New China envoy urges stronger economic ties with Japan
Japan’s new envoy to China urged stronger economic ties with Beijing on Monday, after the incoming premier pledged to mend ties strained by a territorial row.

Japan’s new envoy to China urged stronger economic ties with Beijing in an interview broadcast Monday, after the incoming premier pledged to mend bilateral ties strained by a bitter territorial row.
The dispute over the Tokyo-controlled Senkaku islands – which Beijing calls the Diaoyus – has soured relations between Asia’s two biggest economies, with neither side willing to budge after months of wrangling.

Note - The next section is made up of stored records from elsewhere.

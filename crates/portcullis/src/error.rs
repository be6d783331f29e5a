//! Error taxonomy for the validation engine.
//!
//! Every failure surfaced to a caller is exactly one [`Error`]. Callers branch
//! on [`Error::kind`], never on the message text.

use std::fmt;

use thiserror::Error;

/// Engine error.
#[derive(Debug, Clone, PartialEq, Eq, Error)]
pub enum Error {
    // Configuration
    #[error("invalid issuer: {0}")]
    InvalidIssuer(String),

    #[error("engine is already initialized")]
    AlreadyInitialized,

    #[error("engine is not initialized")]
    NotInitialized,

    #[error("invalid configuration: {0}")]
    InvalidConfig(String),

    #[error("runtime error: {0}")]
    Runtime(String),

    // Readiness
    #[error("OIDC discovery failed: {0}")]
    DiscoveryFailed(String),

    #[error("timed out waiting for OIDC discovery")]
    NotReadyTimeout,

    // Keys
    #[error("no matching signing key (kid: {0})")]
    UnknownKey(String),

    #[error("JWKS fetch failed: {0}")]
    KeyFetchFailed(String),

    // Token
    #[error("malformed token: {0}")]
    MalformedToken(String),

    #[error("unsupported algorithm: {0}")]
    UnsupportedAlgorithm(String),

    #[error("token signature verification failed")]
    SignatureInvalid,

    #[error("token has expired")]
    TokenExpired,

    #[error("token is not yet valid")]
    TokenNotYetValid,

    #[error("token issuer mismatch: {0}")]
    IssuerMismatch(String),

    #[error("token audience mismatch")]
    AudienceMismatch,

    // Transport
    #[error("userinfo request failed: {reason}")]
    UserInfoRequestFailed {
        /// HTTP status, when the endpoint answered.
        status: Option<u16>,
        reason: String,
    },
}

/// Result type for engine operations.
pub type Result<T> = std::result::Result<T, Error>;

/// Stable error kind.
#[derive(Debug, Clone, Copy, PartialEq, Eq, Hash)]
pub enum ErrorKind {
    InvalidIssuer,
    AlreadyInitialized,
    NotInitialized,
    InvalidConfig,
    Runtime,
    DiscoveryFailed,
    NotReadyTimeout,
    UnknownKey,
    KeyFetchFailed,
    MalformedToken,
    UnsupportedAlgorithm,
    SignatureInvalid,
    TokenExpired,
    TokenNotYetValid,
    IssuerMismatch,
    AudienceMismatch,
    UserInfoRequestFailed,
}

/// Broad grouping of error kinds.
#[derive(Debug, Clone, Copy, PartialEq, Eq, Hash)]
pub enum ErrorCategory {
    Configuration,
    Readiness,
    Key,
    Token,
    Transport,
}

impl Error {
    /// The stable kind of this error.
    pub fn kind(&self) -> ErrorKind {
        match self {
            Error::InvalidIssuer(_) => ErrorKind::InvalidIssuer,
            Error::AlreadyInitialized => ErrorKind::AlreadyInitialized,
            Error::NotInitialized => ErrorKind::NotInitialized,
            Error::InvalidConfig(_) => ErrorKind::InvalidConfig,
            Error::Runtime(_) => ErrorKind::Runtime,
            Error::DiscoveryFailed(_) => ErrorKind::DiscoveryFailed,
            Error::NotReadyTimeout => ErrorKind::NotReadyTimeout,
            Error::UnknownKey(_) => ErrorKind::UnknownKey,
            Error::KeyFetchFailed(_) => ErrorKind::KeyFetchFailed,
            Error::MalformedToken(_) => ErrorKind::MalformedToken,
            Error::UnsupportedAlgorithm(_) => ErrorKind::UnsupportedAlgorithm,
            Error::SignatureInvalid => ErrorKind::SignatureInvalid,
            Error::TokenExpired => ErrorKind::TokenExpired,
            Error::TokenNotYetValid => ErrorKind::TokenNotYetValid,
            Error::IssuerMismatch(_) => ErrorKind::IssuerMismatch,
            Error::AudienceMismatch => ErrorKind::AudienceMismatch,
            Error::UserInfoRequestFailed { .. } => ErrorKind::UserInfoRequestFailed,
        }
    }

    /// HTTP status carried by a userinfo failure, if any.
    pub fn status(&self) -> Option<u16> {
        match self {
            Error::UserInfoRequestFailed { status, .. } => *status,
            _ => None,
        }
    }
}

impl ErrorKind {
    /// Stable snake_case code.
    pub fn as_str(&self) -> &'static str {
        match self {
            ErrorKind::InvalidIssuer => "invalid_issuer",
            ErrorKind::AlreadyInitialized => "already_initialized",
            ErrorKind::NotInitialized => "not_initialized",
            ErrorKind::InvalidConfig => "invalid_config",
            ErrorKind::Runtime => "runtime",
            ErrorKind::DiscoveryFailed => "discovery_failed",
            ErrorKind::NotReadyTimeout => "not_ready_timeout",
            ErrorKind::UnknownKey => "unknown_key",
            ErrorKind::KeyFetchFailed => "key_fetch_failed",
            ErrorKind::MalformedToken => "malformed_token",
            ErrorKind::UnsupportedAlgorithm => "unsupported_algorithm",
            ErrorKind::SignatureInvalid => "signature_invalid",
            ErrorKind::TokenExpired => "token_expired",
            ErrorKind::TokenNotYetValid => "token_not_yet_valid",
            ErrorKind::IssuerMismatch => "issuer_mismatch",
            ErrorKind::AudienceMismatch => "audience_mismatch",
            ErrorKind::UserInfoRequestFailed => "userinfo_request_failed",
        }
    }

    pub fn category(&self) -> ErrorCategory {
        match self {
            ErrorKind::InvalidIssuer
            | ErrorKind::AlreadyInitialized
            | ErrorKind::NotInitialized
            | ErrorKind::InvalidConfig
            | ErrorKind::Runtime => ErrorCategory::Configuration,
            ErrorKind::DiscoveryFailed | ErrorKind::NotReadyTimeout => ErrorCategory::Readiness,
            ErrorKind::UnknownKey | ErrorKind::KeyFetchFailed => ErrorCategory::Key,
            ErrorKind::MalformedToken
            | ErrorKind::UnsupportedAlgorithm
            | ErrorKind::SignatureInvalid
            | ErrorKind::TokenExpired
            | ErrorKind::TokenNotYetValid
            | ErrorKind::IssuerMismatch
            | ErrorKind::AudienceMismatch => ErrorCategory::Token,
            ErrorKind::UserInfoRequestFailed => ErrorCategory::Transport,
        }
    }
}

impl fmt::Display for ErrorKind {
    fn fmt(&self, f: &mut fmt::Formatter<'_>) -> fmt::Result {
        f.write_str(self.as_str())
    }
}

“My mission number one is to improve the Japan-China relationship,” Masato Kitera, a career diplomat who will succeed Uichiro Niwa as Japan’s ambassador to China, told public broadcaster NHK.

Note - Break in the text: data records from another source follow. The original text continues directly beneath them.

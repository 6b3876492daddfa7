use num_traits::Zero;
use ownable::{AccountID, ZERO_ACCOUNT};
use token_ledger::token::events::TokenEvent;
use token_ledger::token::types::TokenAmount;
use token_ledger::token::{ErrorKind, Token};

const CREATOR: AccountID = 1;
const ALICE: AccountID = 2;
const BOB: AccountID = 3;

fn deployed_token() -> Token {
    Token::new(CREATOR, &TokenAmount::from(5_000_000)).unwrap()
}

#[test]
fn initial_supply() {
    let token = deployed_token();

    assert_eq!(token.total_supply(), TokenAmount::from(5_000_000));
    assert_eq!(token.balance_of(CREATOR), TokenAmount::from(5_000_000));
    token.check_invariants().unwrap();
}

#[test]
fn minting() {
    let mut token = deployed_token();

    assert_eq!(token.balance_of(ALICE), TokenAmount::zero());

    token.mint(CREATOR, ALICE, &TokenAmount::from(100)).unwrap();
    assert_eq!(token.balance_of(ALICE), TokenAmount::from(100));
    assert_eq!(token.total_supply(), TokenAmount::from(5_000_100));

    // minting to the zero account is rejected outright
    let err = token.mint(CREATOR, ZERO_ACCOUNT, &TokenAmount::from(100)).unwrap_err();
    assert_eq!(err.kind(), ErrorKind::InvalidArgument);
    assert_eq!(token.total_supply(), TokenAmount::from(5_000_100));
    token.check_invariants().unwrap();
}

#[test]
fn burning() {
    let mut token = deployed_token();
    token.mint(CREATOR, ALICE, &TokenAmount::from(100)).unwrap();

    // burning more than the account owns fails and changes nothing
    let err = token.burn(CREATOR, ALICE, &TokenAmount::from(150)).unwrap_err();
    assert_eq!(err.kind(), ErrorKind::InsufficientBalance);
    assert_eq!(token.balance_of(ALICE), TokenAmount::from(100));

    // burning "from" the zero account trips the same balance check
    let err = token.burn(CREATOR, ZERO_ACCOUNT, &TokenAmount::from(100)).unwrap_err();
    assert_eq!(err.kind(), ErrorKind::InsufficientBalance);

    token.burn(CREATOR, ALICE, &TokenAmount::from(50)).unwrap();
    assert_eq!(token.balance_of(ALICE), TokenAmount::from(50));
    assert_eq!(token.total_supply(), TokenAmount::from(5_000_050));
    token.check_invariants().unwrap();
}

#[test]
fn transferring_tokens() {
    let mut token = deployed_token();

    token.transfer(CREATOR, ALICE, &TokenAmount::from(100)).unwrap();
    assert_eq!(token.balance_of(ALICE), TokenAmount::from(100));
    assert_eq!(token.balance_of(CREATOR), TokenAmount::from(4_999_900));

    token.transfer(ALICE, BOB, &TokenAmount::from(20)).unwrap();
    assert_eq!(token.balance_of(ALICE), TokenAmount::from(80));
    assert_eq!(token.balance_of(BOB), TokenAmount::from(20));

    // a transfer beyond the sender's balance is rejected whatever the target
    let err = token
        .transfer(ALICE, ZERO_ACCOUNT, &TokenAmount::from(2_000_000_000_000_u64))
        .unwrap_err();
    assert_eq!(err.kind(), ErrorKind::InsufficientBalance);
    let err = token.transfer(ALICE, BOB, &TokenAmount::from(81)).unwrap_err();
    assert_eq!(err.kind(), ErrorKind::InsufficientBalance);

    // the supply never moves on transfers
    assert_eq!(token.total_supply(), TokenAmount::from(5_000_000));
    token.check_invariants().unwrap();
}

#[test]
fn allowing_an_account_some_allowance() {
    let mut token = deployed_token();

    // approving the zero account is rejected
    let err = token.approve(CREATOR, ZERO_ACCOUNT, &TokenAmount::from(100)).unwrap_err();
    assert_eq!(err.kind(), ErrorKind::InvalidArgument);

    token.approve(CREATOR, ALICE, &TokenAmount::from(100)).unwrap();
    assert_eq!(token.allowance(CREATOR, ALICE), TokenAmount::from(100));
    token.check_invariants().unwrap();
}

#[test]
fn transferring_with_an_allowance() {
    let mut token = deployed_token();
    token.approve(CREATOR, ALICE, &TokenAmount::from(100)).unwrap();

    // spending beyond the approved amount fails before any balance moves
    let err = token.transfer_from(ALICE, CREATOR, BOB, &TokenAmount::from(200)).unwrap_err();
    assert_eq!(err.kind(), ErrorKind::InsufficientAllowance);
    assert_eq!(token.allowance(CREATOR, ALICE), TokenAmount::from(100));
    assert_eq!(token.balance_of(BOB), TokenAmount::zero());

    token.transfer_from(ALICE, CREATOR, BOB, &TokenAmount::from(50)).unwrap();
    assert_eq!(token.allowance(CREATOR, ALICE), TokenAmount::from(50));
    assert_eq!(token.balance_of(BOB), TokenAmount::from(50));
    assert_eq!(token.balance_of(CREATOR), TokenAmount::from(4_999_950));
    token.check_invariants().unwrap();
}

#[test]
fn transfer_ownership() {
    let mut token = deployed_token();
    assert_eq!(token.owner(), CREATOR);

    token.transfer_ownership(CREATOR, ALICE).unwrap();
    assert_eq!(token.owner(), ALICE);
}

#[test]
fn renounce_ownership() {
    let mut token = deployed_token();
    token.transfer_ownership(CREATOR, ALICE).unwrap();

    token.renounce_ownership(ALICE).unwrap();
    assert_eq!(token.owner(), ZERO_ACCOUNT);

    // minting is gone for good, for every caller
    for caller in [CREATOR, ALICE, BOB, ZERO_ACCOUNT] {
        let err = token.mint(caller, BOB, &TokenAmount::from(1)).unwrap_err();
        assert_eq!(err.kind(), ErrorKind::Unauthorized);
    }
}

#[test]
fn the_journal_replays_a_session() {
    let mut token = deployed_token();
    token.mint(CREATOR, ALICE, &TokenAmount::from(100)).unwrap();
    token.transfer(ALICE, BOB, &TokenAmount::from(40)).unwrap();
    token.approve(BOB, ALICE, &TokenAmount::from(10)).unwrap();
    token.transfer_ownership(CREATOR, ALICE).unwrap();

    let expected = vec![
        TokenEvent::OwnershipTransferred { previous_owner: ZERO_ACCOUNT, new_owner: CREATOR },
        TokenEvent::Transfer { from: ZERO_ACCOUNT, to: CREATOR, amount: TokenAmount::from(5_000_000) },
        TokenEvent::Transfer { from: ZERO_ACCOUNT, to: ALICE, amount: TokenAmount::from(100) },
        TokenEvent::Transfer { from: ALICE, to: BOB, amount: TokenAmount::from(40) },
        TokenEvent::Approval { owner: BOB, operator: ALICE, amount: TokenAmount::from(10) },
        TokenEvent::OwnershipTransferred { previous_owner: CREATOR, new_owner: ALICE },
    ];
    assert_eq!(token.events(), expected.as_slice());

    // the journal is a serializable, replayable record
    let encoded = serde_json::to_string(token.events()).unwrap();
    let replayed: Vec<TokenEvent> = serde_json::from_str(&encoded).unwrap();
    assert_eq!(replayed, expected);
}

“I will explain to China’s senior officials we need to make economic ties warmer if our political relationship is cooling, as Japanese corporate activities in China are contributing to the Chinese economy,” he said.
The dispute flared badly in September after Tokyo nationalised the islands, triggering protests across China that led to boycotts or attacks on Japanese businesses, with Japan’s exports to China tumbling 14.5 per cent on-year.

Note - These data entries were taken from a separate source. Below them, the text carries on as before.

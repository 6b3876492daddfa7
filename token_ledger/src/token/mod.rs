use std::ops::Neg;

pub use error::{ErrorKind, TokenError};
use num_traits::Signed;
use ownable::{AccountID, Ownable, ZERO_ACCOUNT};

use self::events::TokenEvent;
use self::state::{StateError as TokenStateError, StateInvariantError, StateSummary, TokenState};
use self::types::{BurnReturn, MintReturn, TokenAmount, TransferFromReturn, TransferReturn};

mod error;
pub mod events;
pub mod state;
pub mod types;

type Result<T> = std::result::Result<T, TokenError>;

/// A fungible token ledger with owner-gated supply control
///
/// Tracks the total supply, per-account balances and per-(owner, operator)
/// allowances, and journals a notification record for every committed
/// mutation. Minting and burning are privileged operations guarded by the
/// wrapped [`Ownable`]; transfers and approvals are scoped to the caller
/// identity passed into each call.
#[derive(Clone, Debug)]
pub struct Token {
    /// Accounting state that will be inspected/mutated
    state: TokenState,
    /// Guard for the privileged mint/burn operations
    ownership: Ownable,
    /// Ordered, append-only journal of committed mutations
    events: Vec<TokenEvent>,
}

impl Token {
    /// Creates the ledger in one atomic initialization step
    ///
    /// The seed supply is minted to the creator and the creator becomes the
    /// privileged owner. No operation is accepted before this completes, so
    /// the first observable state already satisfies the supply invariant.
    pub fn new(creator: AccountID, initial_supply: &TokenAmount) -> Result<Self> {
        let amount = validate_amount(initial_supply, "initial supply")?;
        if creator == ZERO_ACCOUNT {
            return Err(TokenError::ZeroAccount { name: "creator" });
        }

        let mut state = TokenState::new();
        state.change_balance_by(creator, amount)?;
        state.change_supply_by(amount)?;

        let events = vec![
            TokenEvent::OwnershipTransferred { previous_owner: ZERO_ACCOUNT, new_owner: creator },
            TokenEvent::Transfer { from: ZERO_ACCOUNT, to: creator, amount: amount.clone() },
        ];

        tracing::debug!(creator, supply = %amount, "token ledger initialized");

        Ok(Self { state, ownership: Ownable::new(creator), events })
    }

    /// Get a reference to the wrapped accounting state
    pub fn state(&self) -> &TokenState {
        &self.state
    }

    /// Returns the journal of notification records, oldest first
    pub fn events(&self) -> &[TokenEvent] {
        &self.events
    }

    /// Opens an atomic transaction on the accounting state which allows a
    /// closure to make multiple modifications to it
    ///
    /// If the closure returns an error, the transaction is dropped atomically
    /// and no change is observed on the ledger state.
    fn transaction<F, Res>(&mut self, f: F) -> Result<Res>
    where
        F: FnOnce(&mut TokenState) -> Result<Res>,
    {
        let mut mutable_state = self.state.clone();
        let res = f(&mut mutable_state)?;
        // if closure didn't error, commit the state
        self.state = mutable_state;
        Ok(res)
    }
}

impl Token {
    /// Gets the total number of tokens in existence
    ///
    /// This equals the sum of `balance_of` called on all accounts. This equals
    /// the sum of all successful `mint` calls minus the sum of all successful
    /// `burn` calls.
    pub fn total_supply(&self) -> TokenAmount {
        self.state.supply.clone()
    }

    /// Returns the balance associated with a particular account
    ///
    /// Accounts that have never received transfers implicitly have a
    /// zero-balance
    pub fn balance_of(&self, owner: AccountID) -> TokenAmount {
        self.state.get_balance(owner)
    }

    /// Gets the allowance between owner and operator
    ///
    /// An allowance is the amount that the operator can transfer out of the
    /// owner's account via `transfer_from`.
    pub fn allowance(&self, owner: AccountID, operator: AccountID) -> TokenAmount {
        self.state.get_allowance_between(owner, operator)
    }

    /// Mints the specified value of tokens into an account
    ///
    /// Only the current owner may mint, and the recipient must not be the
    /// zero account. Upon a successful mint the recipient's balance and the
    /// total supply both increase by the requested amount, and a transfer
    /// from the zero account is journalled.
    pub fn mint(
        &mut self,
        operator: AccountID,
        to: AccountID,
        amount: &TokenAmount,
    ) -> Result<MintReturn> {
        let amount = validate_amount(amount, "mint")?;
        self.ownership.only_owner(operator)?;
        if to == ZERO_ACCOUNT {
            return Err(TokenError::ZeroAccount { name: "mint recipient" });
        }

        // Increase the balance of the account and increase total supply
        let ret = self.transaction(|state| {
            let balance = state.change_balance_by(to, amount)?;
            let supply = state.change_supply_by(amount)?.clone();
            Ok(MintReturn { balance, supply })
        })?;

        self.events.push(TokenEvent::Transfer { from: ZERO_ACCOUNT, to, amount: amount.clone() });
        tracing::debug!(operator, to, %amount, "minted new tokens");

        Ok(ret)
    }

    /// Burns an amount of token from the specified account, decreasing total
    /// token supply
    ///
    /// Only the current owner may burn. The requested value must not exceed
    /// the target's balance; a burn that would overdraw the account is
    /// discarded and this method returns an error. Burning "from" the zero
    /// account is rejected by the same balance check, as its balance is
    /// always zero.
    ///
    /// Upon successful burn:
    /// - The target's balance decreases by the requested value
    /// - The total supply decreases by the requested value
    pub fn burn(
        &mut self,
        operator: AccountID,
        target: AccountID,
        amount: &TokenAmount,
    ) -> Result<BurnReturn> {
        let amount = validate_amount(amount, "burn")?;
        self.ownership.only_owner(operator)?;

        let ret = self.transaction(|state| {
            // attempt to burn the requested amount
            let balance = state.change_balance_by(target, &amount.clone().neg())?;
            // decrease total supply
            state.change_supply_by(&amount.clone().neg())?;
            Ok(BurnReturn { balance })
        })?;

        self.events.push(TokenEvent::Transfer {
            from: target,
            to: ZERO_ACCOUNT,
            amount: amount.clone(),
        });
        tracing::debug!(operator, target, %amount, "burned tokens");

        Ok(ret)
    }

    /// Transfers an amount from the caller to another account
    ///
    /// The requested value must not exceed the caller's balance, and the
    /// recipient must not be the zero account. The balance precondition is
    /// checked before the recipient, so an overdrawn transfer reports
    /// `InsufficientBalance` whatever its destination. Transferring to the
    /// caller's own account is a balance-checked no-op.
    ///
    /// Upon successful transfer:
    /// - The from balance decreases by the requested value
    /// - The to balance increases by the requested value
    pub fn transfer(
        &mut self,
        from: AccountID,
        to: AccountID,
        amount: &TokenAmount,
    ) -> Result<TransferReturn> {
        let amount = validate_amount(amount, "transfer")?;

        let ret = self.transaction(|state| {
            let balance = state.get_balance(from);
            if balance.lt(amount) {
                return Err(TokenStateError::InsufficientBalance {
                    owner: from,
                    balance,
                    delta: amount.clone().neg(),
                }
                .into());
            }
            if to == ZERO_ACCOUNT {
                return Err(TokenError::ZeroAccount { name: "transfer recipient" });
            }

            // don't change balances if to == from
            if to == from {
                Ok(TransferReturn { from_balance: balance.clone(), to_balance: balance })
            } else {
                let to_balance = state.change_balance_by(to, amount)?;
                let from_balance = state.change_balance_by(from, &amount.clone().neg())?;
                Ok(TransferReturn { from_balance, to_balance })
            }
        })?;

        self.events.push(TokenEvent::Transfer { from, to, amount: amount.clone() });
        tracing::debug!(from, to, %amount, "transferred tokens");

        Ok(ret)
    }

    /// Sets the allowance between the caller and an operator to an absolute
    /// amount, returning the old allowance
    ///
    /// A repeated approve overwrites the previous allowance rather than
    /// adding to it. Neither party may be the zero account. A zero-amount
    /// approve clears the stored entry.
    pub fn approve(
        &mut self,
        owner: AccountID,
        operator: AccountID,
        amount: &TokenAmount,
    ) -> Result<TokenAmount> {
        let amount = validate_amount(amount, "approve")?;
        if owner == ZERO_ACCOUNT {
            return Err(TokenError::ZeroAccount { name: "approve owner" });
        }
        if operator == ZERO_ACCOUNT {
            return Err(TokenError::ZeroAccount { name: "approve operator" });
        }

        let old_allowance = self.transaction(|state| {
            Ok(state.set_allowance(owner, operator, amount)?)
        })?;

        self.events.push(TokenEvent::Approval { owner, operator, amount: amount.clone() });
        tracing::debug!(owner, operator, %amount, "approved allowance");

        Ok(old_allowance)
    }

    /// Transfers an amount from one account to another on the strength of a
    /// previously approved allowance
    ///
    /// The caller is the operator. Checks run in order: the operator's
    /// allowance must cover the requested value, then the owner's balance
    /// must cover it, then the recipient must not be the zero account. Any
    /// failure discards the whole operation, leaving balances and the
    /// allowance untouched.
    ///
    /// Upon successful transfer:
    /// - The from balance decreases by the requested value
    /// - The to balance increases by the requested value
    /// - The owner-operator allowance decreases by the requested value
    pub fn transfer_from(
        &mut self,
        operator: AccountID,
        from: AccountID,
        to: AccountID,
        amount: &TokenAmount,
    ) -> Result<TransferFromReturn> {
        let amount = validate_amount(amount, "transfer")?;

        let ret = self.transaction(|state| {
            let allowance = state.attempt_use_allowance(operator, from, amount)?;

            let balance = state.get_balance(from);
            if balance.lt(amount) {
                return Err(TokenStateError::InsufficientBalance {
                    owner: from,
                    balance,
                    delta: amount.clone().neg(),
                }
                .into());
            }
            if to == ZERO_ACCOUNT {
                return Err(TokenError::ZeroAccount { name: "transfer recipient" });
            }

            // don't change balances if to == from, the allowance is still used
            if to == from {
                Ok(TransferFromReturn {
                    from_balance: balance.clone(),
                    to_balance: balance,
                    allowance,
                })
            } else {
                let to_balance = state.change_balance_by(to, amount)?;
                let from_balance = state.change_balance_by(from, &amount.clone().neg())?;
                Ok(TransferFromReturn { from_balance, to_balance, allowance })
            }
        })?;

        self.events.push(TokenEvent::Transfer { from, to, amount: amount.clone() });
        tracing::debug!(operator, from, to, %amount, "transferred tokens by allowance");

        Ok(ret)
    }
}

impl Token {
    /// Returns the account currently holding the privileged owner role
    pub fn owner(&self) -> AccountID {
        self.ownership.owner()
    }

    /// Hands the privileged owner role to another account
    ///
    /// The caller must be the current owner and the new owner must not be the
    /// zero account. Returns the new owner.
    pub fn transfer_ownership(
        &mut self,
        caller: AccountID,
        new_owner: AccountID,
    ) -> Result<AccountID> {
        let (previous_owner, new_owner) = self.ownership.transfer_ownership(caller, new_owner)?;

        self.events.push(TokenEvent::OwnershipTransferred { previous_owner, new_owner });
        tracing::debug!(previous_owner, new_owner, "ownership transferred");

        Ok(new_owner)
    }

    /// Gives up the privileged owner role entirely
    ///
    /// The zero account is left as owner, so mint and burn can never succeed
    /// again.
    pub fn renounce_ownership(&mut self, caller: AccountID) -> Result<()> {
        let (previous_owner, new_owner) = self.ownership.renounce_ownership(caller)?;

        self.events.push(TokenEvent::OwnershipTransferred { previous_owner, new_owner });
        tracing::debug!(previous_owner, "ownership renounced");

        Ok(())
    }

    /// Checks the state invariants, returning a state summary if they are met
    pub fn check_invariants(&self) -> std::result::Result<StateSummary, StateInvariantError> {
        self.state.check_invariants()
    }
}

/// Validates that a token amount is non-negative
///
/// Returns the argument, or an error.
pub fn validate_amount<'a>(a: &'a TokenAmount, name: &'static str) -> Result<&'a TokenAmount> {
    if a.is_negative() {
        return Err(TokenError::InvalidNegative { name, amount: a.clone() });
    }
    Ok(a)
}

Beijing has also boycotted various events held in the both countries, including its decision not to send its finance minister and central bank chief to Tokyo for IMF and World Bank meetings held in October.
Beijing sent government boats into the archipelago’s territorial waters almost every day, and upped the ante on December 13 with a flypast, in what Japan said was the first Chinese breach of its airspace since at least 1958.